What you should do -
Show me every line in the listing that has the word "Uuid".
---- Data to process
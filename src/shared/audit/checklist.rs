//! Checklist Data Structures
//!
//! A checklist is the unit an auditor works through in the field. Items are
//! denormalized into the checklist so it renders offline without joins.

use chrono::{DateTime, Utc};
use serde::{Deserialize, Serialize};
use uuid::Uuid;

/// A requirement checklist within a project
#[derive(Debug, Clone, Serialize, Deserialize, PartialEq, Eq)]
pub struct Checklist {
    /// Checklist ID, shared with the remote system
    pub id: Uuid,
    /// Owning project ID
    pub project_id: Uuid,
    /// Checklist name
    pub name: String,
    /// Denormalized requirement items
    pub items: Vec<ChecklistItem>,
    /// Last local write timestamp
    pub updated_at: DateTime<Utc>,
}

/// A single requirement within a checklist
#[derive(Debug, Clone, Serialize, Deserialize, PartialEq, Eq)]
pub struct ChecklistItem {
    /// Item ID, shared with the remote system
    pub id: Uuid,
    /// Requirement text shown to the auditor
    pub requirement: String,
    /// Optional grouping category
    pub category: Option<String>,
}

impl Checklist {
    /// Create a new checklist
    pub fn new(project_id: Uuid, name: impl Into<String>) -> Self {
        Self {
            id: Uuid::new_v4(),
            project_id,
            name: name.into(),
            items: Vec::new(),
            updated_at: Utc::now(),
        }
    }
}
--------
Worked solution -
use uuid::Uuid;
    pub id: Uuid,
    pub project_id: Uuid,
    pub id: Uuid,
    pub fn new(project_id: Uuid, name: impl Into<String>) -> Self {
            id: Uuid::new_v4(),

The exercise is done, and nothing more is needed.